Exercise objective:
State how many lines of the entries below hold the word "FromHexError"; reply with nothing but the number.

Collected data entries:
────────

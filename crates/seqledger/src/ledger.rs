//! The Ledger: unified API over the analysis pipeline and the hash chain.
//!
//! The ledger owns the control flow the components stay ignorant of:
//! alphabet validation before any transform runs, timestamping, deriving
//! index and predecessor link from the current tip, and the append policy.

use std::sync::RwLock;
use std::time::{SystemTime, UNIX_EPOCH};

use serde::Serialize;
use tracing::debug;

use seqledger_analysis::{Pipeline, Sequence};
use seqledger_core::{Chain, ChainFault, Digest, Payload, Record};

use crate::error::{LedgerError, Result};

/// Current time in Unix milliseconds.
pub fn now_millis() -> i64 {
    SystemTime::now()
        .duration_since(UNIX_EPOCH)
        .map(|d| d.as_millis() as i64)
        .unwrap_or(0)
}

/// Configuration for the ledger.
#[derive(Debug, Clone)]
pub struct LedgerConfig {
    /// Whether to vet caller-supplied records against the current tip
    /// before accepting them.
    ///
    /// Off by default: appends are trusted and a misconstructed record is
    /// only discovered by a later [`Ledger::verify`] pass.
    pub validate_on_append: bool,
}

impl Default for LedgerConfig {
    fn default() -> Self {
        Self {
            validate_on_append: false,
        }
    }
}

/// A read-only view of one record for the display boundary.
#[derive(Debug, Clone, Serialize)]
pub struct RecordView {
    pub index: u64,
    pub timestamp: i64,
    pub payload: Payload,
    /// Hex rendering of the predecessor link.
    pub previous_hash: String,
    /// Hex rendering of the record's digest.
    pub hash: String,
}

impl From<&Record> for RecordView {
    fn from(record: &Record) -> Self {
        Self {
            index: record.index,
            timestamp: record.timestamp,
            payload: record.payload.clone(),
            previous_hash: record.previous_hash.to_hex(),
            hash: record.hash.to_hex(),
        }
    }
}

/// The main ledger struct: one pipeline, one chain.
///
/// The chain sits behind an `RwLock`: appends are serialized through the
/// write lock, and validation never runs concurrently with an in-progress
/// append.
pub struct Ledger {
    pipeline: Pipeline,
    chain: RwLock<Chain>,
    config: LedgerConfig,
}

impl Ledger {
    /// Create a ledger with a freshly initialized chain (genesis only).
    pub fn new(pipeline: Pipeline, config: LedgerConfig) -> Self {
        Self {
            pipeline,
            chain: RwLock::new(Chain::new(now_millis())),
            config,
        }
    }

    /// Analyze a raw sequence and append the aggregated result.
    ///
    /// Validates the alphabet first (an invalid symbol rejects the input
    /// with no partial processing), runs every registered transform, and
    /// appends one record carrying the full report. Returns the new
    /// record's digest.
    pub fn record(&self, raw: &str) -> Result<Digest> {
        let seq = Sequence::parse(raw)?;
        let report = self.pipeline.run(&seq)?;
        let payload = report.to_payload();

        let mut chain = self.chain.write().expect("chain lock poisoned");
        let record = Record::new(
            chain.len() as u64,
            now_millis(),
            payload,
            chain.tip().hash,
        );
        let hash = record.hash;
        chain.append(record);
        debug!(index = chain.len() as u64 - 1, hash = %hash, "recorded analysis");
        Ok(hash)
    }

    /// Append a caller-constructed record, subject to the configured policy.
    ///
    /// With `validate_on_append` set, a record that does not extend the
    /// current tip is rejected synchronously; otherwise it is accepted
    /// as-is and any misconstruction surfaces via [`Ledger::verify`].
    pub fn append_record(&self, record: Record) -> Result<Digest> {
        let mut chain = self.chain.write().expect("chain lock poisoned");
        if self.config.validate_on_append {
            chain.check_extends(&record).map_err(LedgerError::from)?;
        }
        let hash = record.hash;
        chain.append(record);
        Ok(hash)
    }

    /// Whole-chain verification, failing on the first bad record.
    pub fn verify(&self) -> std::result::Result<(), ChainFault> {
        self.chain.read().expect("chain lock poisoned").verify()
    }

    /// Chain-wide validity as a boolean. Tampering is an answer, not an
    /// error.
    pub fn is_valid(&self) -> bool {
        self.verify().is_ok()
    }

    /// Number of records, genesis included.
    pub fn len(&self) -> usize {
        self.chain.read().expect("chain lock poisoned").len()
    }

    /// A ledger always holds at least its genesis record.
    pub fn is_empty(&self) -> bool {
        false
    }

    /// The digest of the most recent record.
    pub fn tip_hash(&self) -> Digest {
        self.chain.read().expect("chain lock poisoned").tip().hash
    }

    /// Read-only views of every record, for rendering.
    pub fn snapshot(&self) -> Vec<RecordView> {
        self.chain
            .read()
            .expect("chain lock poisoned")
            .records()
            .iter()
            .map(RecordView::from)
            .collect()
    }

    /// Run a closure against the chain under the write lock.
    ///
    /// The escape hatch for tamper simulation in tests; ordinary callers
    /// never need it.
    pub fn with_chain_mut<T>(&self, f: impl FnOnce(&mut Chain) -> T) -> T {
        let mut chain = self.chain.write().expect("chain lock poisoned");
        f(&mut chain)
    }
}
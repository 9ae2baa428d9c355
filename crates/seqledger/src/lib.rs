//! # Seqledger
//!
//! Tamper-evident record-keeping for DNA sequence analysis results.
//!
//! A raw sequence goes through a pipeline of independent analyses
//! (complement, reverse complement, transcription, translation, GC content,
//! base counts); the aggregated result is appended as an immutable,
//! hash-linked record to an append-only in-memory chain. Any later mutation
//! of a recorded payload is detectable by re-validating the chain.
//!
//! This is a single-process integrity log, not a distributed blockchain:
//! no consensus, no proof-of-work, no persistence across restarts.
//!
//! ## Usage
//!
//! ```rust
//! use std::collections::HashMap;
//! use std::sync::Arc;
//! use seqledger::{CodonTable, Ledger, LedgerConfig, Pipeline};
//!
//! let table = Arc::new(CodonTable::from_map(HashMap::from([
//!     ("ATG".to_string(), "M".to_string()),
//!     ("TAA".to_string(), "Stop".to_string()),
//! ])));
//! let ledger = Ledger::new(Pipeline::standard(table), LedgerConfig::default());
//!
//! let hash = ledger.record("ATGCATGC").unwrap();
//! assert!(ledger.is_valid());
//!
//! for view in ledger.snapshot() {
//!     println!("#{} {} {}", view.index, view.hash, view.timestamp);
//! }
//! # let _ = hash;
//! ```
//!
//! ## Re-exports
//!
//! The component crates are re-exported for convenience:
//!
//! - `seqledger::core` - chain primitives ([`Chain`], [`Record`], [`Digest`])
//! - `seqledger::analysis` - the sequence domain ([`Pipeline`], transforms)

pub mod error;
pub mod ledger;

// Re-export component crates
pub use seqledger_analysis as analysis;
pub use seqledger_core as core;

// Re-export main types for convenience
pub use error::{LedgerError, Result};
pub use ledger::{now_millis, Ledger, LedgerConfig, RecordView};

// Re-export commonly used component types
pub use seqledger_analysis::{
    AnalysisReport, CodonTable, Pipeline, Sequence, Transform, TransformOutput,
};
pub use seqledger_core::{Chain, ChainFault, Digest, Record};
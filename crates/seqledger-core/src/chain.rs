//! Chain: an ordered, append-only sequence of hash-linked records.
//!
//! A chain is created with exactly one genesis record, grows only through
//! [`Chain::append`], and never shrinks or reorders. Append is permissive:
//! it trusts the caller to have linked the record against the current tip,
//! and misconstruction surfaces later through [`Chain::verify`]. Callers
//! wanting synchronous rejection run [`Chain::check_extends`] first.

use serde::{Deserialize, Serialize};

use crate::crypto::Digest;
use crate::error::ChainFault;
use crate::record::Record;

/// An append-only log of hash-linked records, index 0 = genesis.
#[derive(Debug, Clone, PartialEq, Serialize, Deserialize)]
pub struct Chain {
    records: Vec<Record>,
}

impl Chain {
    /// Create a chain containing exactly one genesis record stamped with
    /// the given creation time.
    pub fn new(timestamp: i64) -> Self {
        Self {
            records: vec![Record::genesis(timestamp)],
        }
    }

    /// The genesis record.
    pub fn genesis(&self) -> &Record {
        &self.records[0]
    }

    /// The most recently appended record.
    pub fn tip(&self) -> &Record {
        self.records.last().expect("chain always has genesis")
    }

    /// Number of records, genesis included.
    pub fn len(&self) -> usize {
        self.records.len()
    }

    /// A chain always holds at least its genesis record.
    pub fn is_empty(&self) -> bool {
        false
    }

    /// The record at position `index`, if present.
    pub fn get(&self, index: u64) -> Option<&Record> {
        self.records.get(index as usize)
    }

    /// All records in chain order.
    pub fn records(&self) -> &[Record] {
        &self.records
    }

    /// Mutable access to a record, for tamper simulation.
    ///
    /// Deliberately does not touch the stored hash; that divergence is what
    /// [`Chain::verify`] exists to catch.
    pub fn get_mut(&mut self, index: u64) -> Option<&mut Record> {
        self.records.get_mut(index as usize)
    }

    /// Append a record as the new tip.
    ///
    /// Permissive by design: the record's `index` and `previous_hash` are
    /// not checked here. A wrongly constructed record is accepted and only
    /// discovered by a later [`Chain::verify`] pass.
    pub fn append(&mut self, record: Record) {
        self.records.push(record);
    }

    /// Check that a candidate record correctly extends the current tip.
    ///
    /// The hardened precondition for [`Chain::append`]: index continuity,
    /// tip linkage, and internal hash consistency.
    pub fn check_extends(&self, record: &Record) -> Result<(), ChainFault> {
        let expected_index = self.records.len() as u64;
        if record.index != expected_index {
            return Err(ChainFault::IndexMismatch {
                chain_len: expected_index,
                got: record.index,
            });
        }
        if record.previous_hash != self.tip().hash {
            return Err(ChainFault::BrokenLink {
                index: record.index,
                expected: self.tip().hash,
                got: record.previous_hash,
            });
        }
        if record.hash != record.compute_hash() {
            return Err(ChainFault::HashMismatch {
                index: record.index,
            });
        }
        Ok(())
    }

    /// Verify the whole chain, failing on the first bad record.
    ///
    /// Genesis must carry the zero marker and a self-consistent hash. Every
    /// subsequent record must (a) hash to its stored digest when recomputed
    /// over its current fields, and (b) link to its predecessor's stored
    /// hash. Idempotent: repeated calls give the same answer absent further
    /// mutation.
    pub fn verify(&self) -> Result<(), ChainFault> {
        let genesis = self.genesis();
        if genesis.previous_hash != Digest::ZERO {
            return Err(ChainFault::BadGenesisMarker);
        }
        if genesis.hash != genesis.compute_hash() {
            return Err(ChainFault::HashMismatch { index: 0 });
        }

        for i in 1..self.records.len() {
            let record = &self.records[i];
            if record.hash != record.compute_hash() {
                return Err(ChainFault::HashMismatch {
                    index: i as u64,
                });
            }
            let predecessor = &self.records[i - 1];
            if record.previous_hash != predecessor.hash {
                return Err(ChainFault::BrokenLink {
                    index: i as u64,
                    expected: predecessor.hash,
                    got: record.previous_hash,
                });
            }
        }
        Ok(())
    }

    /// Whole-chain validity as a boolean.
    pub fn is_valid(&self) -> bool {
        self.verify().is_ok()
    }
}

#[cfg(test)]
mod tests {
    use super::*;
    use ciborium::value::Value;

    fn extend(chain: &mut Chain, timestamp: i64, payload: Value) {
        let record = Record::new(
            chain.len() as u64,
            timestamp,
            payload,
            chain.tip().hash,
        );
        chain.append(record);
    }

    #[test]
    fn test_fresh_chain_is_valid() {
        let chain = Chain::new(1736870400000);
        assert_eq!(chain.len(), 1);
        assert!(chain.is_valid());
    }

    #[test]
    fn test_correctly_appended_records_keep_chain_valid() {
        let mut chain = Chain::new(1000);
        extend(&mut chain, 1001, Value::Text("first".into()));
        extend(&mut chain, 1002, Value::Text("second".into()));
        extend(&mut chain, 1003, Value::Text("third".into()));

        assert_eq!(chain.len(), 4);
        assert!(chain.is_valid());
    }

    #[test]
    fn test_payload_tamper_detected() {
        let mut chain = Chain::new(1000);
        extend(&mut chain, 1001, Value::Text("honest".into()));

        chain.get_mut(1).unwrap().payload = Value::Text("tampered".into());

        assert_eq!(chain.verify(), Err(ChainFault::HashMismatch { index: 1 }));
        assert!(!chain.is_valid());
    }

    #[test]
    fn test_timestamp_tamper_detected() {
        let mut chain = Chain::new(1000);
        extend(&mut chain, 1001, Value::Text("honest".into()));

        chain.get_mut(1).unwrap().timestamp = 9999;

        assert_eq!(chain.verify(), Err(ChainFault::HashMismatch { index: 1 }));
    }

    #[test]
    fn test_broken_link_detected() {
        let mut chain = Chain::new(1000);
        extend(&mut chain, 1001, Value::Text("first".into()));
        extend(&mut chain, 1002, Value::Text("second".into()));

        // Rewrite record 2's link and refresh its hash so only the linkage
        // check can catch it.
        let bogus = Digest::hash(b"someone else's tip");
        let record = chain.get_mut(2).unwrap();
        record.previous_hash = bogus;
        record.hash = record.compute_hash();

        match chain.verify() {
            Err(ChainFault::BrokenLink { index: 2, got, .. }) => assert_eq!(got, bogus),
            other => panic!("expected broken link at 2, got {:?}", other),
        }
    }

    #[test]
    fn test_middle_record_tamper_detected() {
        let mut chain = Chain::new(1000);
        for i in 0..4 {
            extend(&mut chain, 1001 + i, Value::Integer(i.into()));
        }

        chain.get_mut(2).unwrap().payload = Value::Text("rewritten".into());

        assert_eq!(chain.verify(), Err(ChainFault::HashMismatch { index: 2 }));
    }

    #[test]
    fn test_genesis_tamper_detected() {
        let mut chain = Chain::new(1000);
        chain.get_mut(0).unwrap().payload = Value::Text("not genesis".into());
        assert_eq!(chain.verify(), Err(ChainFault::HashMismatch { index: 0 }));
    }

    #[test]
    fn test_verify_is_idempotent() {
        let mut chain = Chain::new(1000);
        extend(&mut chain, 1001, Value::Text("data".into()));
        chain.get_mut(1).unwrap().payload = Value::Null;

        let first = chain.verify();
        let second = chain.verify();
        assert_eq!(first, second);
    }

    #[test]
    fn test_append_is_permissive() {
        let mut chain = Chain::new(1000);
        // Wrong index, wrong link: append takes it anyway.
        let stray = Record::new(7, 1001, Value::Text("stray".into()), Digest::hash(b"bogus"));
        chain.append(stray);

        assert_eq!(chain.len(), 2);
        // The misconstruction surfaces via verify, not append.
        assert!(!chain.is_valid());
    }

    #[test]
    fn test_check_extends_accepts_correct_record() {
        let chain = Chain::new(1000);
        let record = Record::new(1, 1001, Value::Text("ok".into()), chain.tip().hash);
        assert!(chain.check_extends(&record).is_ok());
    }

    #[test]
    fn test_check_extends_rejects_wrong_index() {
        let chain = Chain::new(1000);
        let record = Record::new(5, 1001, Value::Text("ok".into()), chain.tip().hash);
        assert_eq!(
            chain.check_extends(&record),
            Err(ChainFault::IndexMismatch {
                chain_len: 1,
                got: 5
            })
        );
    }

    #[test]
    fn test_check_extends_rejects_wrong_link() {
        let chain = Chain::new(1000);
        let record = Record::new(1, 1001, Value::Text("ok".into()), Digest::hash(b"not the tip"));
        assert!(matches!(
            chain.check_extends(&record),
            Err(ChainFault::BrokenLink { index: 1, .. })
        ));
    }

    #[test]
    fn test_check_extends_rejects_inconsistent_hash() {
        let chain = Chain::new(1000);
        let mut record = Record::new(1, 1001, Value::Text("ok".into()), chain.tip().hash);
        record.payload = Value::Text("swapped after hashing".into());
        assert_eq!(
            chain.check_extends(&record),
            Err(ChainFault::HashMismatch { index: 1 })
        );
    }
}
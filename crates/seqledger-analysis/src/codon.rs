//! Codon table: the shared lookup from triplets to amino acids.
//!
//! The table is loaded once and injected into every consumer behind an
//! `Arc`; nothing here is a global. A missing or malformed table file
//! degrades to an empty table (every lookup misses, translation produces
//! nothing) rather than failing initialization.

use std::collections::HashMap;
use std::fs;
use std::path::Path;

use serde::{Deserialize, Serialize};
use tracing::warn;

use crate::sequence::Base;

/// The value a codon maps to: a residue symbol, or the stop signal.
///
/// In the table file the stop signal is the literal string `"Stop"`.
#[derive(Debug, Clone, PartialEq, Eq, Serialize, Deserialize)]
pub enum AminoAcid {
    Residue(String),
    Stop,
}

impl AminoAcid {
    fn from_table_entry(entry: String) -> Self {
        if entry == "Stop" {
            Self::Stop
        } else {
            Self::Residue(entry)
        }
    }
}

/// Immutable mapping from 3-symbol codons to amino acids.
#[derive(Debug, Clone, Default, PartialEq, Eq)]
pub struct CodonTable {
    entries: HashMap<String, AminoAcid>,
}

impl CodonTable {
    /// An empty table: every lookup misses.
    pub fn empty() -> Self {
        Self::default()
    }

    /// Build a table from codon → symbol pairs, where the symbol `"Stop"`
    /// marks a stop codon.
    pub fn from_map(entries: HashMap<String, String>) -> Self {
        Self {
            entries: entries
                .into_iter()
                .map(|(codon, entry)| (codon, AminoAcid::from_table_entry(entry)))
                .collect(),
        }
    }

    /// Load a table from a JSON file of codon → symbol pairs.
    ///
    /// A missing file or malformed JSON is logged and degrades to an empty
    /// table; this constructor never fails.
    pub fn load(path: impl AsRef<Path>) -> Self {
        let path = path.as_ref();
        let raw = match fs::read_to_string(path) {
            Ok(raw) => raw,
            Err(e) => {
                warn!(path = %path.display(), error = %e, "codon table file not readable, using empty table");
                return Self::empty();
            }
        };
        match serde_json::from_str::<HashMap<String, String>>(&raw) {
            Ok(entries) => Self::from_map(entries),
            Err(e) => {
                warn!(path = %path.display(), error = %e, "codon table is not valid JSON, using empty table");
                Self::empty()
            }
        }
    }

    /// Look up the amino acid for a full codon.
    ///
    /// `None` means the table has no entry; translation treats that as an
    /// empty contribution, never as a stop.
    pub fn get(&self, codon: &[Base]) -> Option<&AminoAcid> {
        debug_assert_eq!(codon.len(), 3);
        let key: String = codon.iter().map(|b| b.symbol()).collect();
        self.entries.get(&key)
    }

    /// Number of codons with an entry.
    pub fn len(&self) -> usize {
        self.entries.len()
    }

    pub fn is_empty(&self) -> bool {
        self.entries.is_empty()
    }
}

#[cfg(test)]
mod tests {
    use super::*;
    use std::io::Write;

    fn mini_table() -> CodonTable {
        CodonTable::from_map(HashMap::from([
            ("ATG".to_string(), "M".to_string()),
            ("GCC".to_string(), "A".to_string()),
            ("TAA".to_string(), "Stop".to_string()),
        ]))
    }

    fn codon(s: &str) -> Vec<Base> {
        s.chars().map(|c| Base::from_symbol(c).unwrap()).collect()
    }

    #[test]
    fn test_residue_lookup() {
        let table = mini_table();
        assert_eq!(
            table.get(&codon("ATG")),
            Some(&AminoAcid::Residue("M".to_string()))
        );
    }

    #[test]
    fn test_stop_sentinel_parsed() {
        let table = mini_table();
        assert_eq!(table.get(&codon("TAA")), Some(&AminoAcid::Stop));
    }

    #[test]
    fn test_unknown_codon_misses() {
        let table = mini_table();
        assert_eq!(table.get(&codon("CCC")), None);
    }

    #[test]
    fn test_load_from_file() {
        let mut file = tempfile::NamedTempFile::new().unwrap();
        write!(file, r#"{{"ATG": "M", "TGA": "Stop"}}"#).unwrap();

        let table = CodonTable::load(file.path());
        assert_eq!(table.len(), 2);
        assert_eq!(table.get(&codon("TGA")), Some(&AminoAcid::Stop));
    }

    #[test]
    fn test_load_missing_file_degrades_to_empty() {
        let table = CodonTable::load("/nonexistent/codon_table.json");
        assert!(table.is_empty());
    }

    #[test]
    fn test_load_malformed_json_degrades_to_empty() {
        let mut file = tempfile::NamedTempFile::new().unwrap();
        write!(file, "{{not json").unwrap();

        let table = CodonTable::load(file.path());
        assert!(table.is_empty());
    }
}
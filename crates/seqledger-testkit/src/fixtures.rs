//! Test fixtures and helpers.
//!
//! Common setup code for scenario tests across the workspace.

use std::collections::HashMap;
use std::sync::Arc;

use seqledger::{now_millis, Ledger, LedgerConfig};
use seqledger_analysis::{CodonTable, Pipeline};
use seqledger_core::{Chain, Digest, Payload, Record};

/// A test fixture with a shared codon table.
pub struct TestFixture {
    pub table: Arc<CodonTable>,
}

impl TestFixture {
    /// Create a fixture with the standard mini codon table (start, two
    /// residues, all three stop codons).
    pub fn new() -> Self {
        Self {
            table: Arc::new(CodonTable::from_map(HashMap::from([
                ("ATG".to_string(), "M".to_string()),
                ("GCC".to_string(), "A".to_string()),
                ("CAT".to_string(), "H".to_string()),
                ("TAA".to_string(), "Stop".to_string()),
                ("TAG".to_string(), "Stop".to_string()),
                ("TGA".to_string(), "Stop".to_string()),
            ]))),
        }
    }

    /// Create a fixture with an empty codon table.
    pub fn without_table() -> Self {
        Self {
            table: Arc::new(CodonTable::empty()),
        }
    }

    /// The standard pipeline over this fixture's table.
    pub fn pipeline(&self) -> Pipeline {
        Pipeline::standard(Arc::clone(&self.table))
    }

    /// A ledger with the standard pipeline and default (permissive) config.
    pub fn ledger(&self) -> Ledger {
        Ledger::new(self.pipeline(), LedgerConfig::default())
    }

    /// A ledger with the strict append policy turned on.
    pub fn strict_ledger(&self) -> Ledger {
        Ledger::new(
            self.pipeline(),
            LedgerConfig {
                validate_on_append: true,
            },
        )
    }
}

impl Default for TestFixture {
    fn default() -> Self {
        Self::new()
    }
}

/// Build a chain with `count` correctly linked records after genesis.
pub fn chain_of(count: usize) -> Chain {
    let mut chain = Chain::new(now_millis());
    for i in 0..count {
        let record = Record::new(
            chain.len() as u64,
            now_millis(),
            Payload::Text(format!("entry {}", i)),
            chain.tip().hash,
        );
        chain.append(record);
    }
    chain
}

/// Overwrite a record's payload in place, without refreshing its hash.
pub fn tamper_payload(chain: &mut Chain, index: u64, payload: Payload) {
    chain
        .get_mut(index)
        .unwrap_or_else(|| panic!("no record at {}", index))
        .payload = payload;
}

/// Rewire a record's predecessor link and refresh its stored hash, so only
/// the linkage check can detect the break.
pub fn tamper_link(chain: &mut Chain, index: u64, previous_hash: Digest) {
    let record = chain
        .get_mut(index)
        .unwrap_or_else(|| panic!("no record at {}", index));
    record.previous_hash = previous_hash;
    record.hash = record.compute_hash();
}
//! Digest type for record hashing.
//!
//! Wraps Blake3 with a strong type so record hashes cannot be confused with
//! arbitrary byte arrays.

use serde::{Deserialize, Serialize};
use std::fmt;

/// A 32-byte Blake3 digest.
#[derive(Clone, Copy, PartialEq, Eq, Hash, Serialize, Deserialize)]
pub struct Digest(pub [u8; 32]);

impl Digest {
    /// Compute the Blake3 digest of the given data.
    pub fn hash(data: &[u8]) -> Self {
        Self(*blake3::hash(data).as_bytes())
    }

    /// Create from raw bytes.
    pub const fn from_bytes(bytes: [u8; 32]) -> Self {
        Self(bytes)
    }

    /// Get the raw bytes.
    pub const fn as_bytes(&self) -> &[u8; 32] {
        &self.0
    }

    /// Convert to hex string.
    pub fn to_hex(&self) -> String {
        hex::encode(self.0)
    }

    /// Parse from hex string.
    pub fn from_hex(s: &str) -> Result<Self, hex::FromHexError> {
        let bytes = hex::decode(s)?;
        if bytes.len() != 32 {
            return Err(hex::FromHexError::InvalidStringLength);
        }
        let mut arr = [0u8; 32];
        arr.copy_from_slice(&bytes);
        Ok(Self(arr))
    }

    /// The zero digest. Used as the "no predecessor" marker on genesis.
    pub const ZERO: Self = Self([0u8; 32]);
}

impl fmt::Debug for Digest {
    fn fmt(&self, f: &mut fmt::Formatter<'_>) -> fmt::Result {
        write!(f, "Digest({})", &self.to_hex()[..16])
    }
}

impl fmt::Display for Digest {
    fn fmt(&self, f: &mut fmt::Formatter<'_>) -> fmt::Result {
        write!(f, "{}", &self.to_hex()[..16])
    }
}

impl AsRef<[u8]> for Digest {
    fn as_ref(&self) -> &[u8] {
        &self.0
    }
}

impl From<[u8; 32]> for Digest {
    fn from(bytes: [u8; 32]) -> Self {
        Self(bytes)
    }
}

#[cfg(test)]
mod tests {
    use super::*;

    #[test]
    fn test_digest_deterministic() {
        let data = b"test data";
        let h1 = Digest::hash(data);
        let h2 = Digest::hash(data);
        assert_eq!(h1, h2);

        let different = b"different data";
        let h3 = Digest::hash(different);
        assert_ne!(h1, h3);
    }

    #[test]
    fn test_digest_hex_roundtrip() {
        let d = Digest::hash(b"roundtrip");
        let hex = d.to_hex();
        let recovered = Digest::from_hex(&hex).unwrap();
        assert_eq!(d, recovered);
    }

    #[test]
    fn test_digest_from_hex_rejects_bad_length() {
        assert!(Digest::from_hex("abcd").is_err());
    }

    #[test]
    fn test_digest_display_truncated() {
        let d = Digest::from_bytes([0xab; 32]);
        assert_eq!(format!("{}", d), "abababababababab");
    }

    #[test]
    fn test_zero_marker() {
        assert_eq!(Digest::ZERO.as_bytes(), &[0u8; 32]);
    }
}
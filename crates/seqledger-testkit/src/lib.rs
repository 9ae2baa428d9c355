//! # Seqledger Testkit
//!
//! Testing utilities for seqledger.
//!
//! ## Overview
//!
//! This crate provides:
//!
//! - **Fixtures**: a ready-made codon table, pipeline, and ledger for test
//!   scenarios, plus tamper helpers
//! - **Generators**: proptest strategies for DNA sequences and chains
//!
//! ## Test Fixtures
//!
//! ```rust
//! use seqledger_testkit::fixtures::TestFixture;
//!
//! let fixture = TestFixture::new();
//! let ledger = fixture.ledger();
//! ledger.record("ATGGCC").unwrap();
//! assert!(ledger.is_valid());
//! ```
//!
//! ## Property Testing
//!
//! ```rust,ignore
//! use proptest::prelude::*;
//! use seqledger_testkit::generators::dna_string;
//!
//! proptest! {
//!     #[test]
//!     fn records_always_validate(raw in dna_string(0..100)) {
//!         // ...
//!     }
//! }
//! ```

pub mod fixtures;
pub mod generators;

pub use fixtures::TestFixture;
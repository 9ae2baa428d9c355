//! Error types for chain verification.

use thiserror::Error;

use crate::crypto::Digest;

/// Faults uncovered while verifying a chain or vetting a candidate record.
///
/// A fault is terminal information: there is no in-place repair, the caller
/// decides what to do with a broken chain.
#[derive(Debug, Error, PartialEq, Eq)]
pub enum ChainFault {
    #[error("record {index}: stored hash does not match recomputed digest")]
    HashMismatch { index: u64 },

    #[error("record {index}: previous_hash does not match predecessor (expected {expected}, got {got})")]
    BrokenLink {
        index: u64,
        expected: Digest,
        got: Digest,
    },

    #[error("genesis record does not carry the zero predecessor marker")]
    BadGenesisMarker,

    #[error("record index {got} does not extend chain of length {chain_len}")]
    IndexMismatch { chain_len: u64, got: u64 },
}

────────

Reply to the exercise:
2